• [DATA]:
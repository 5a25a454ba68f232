// SPDX-License-Identifier: AGPL-3.0-or-later
// Copyright (c) 2025 Gridbase

use gridbase_type::{ColumnId, ConfigError};

#[derive(Debug, Clone, PartialEq, thiserror::Error)]
pub enum Error {
	#[error(transparent)]
	Config(#[from] ConfigError),

	#[error(transparent)]
	Catalog(#[from] gridbase_catalog::Error),

	#[error(transparent)]
	Formula(#[from] gridbase_formula::Error),

	#[error(transparent)]
	Sql(#[from] gridbase_sql::Error),

	/// A link column has no scalar value; the query builder consumes
	/// its join spec instead of splicing it into a select list.
	#[error("column `{column}` is a link and cannot be selected as a scalar")]
	NotSelectable {
		column: ColumnId,
	},

	#[error("column `{column}` is not a link")]
	NotALink {
		column: ColumnId,
	},

	#[error("column `{column}` has no physical storage name")]
	MissingPhysicalName {
		column: ColumnId,
	},

	#[error("column `{column}` participates in a circular reference")]
	CircularReference {
		column: ColumnId,
	},
}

• [TASK]: Scan the records above for the word "ConfigError" and return every line where it occurs.

• [OUTPUT OF THE EXERCISE]:
use gridbase_type::{ColumnId, ConfigError};
	Config(#[from] ConfigError),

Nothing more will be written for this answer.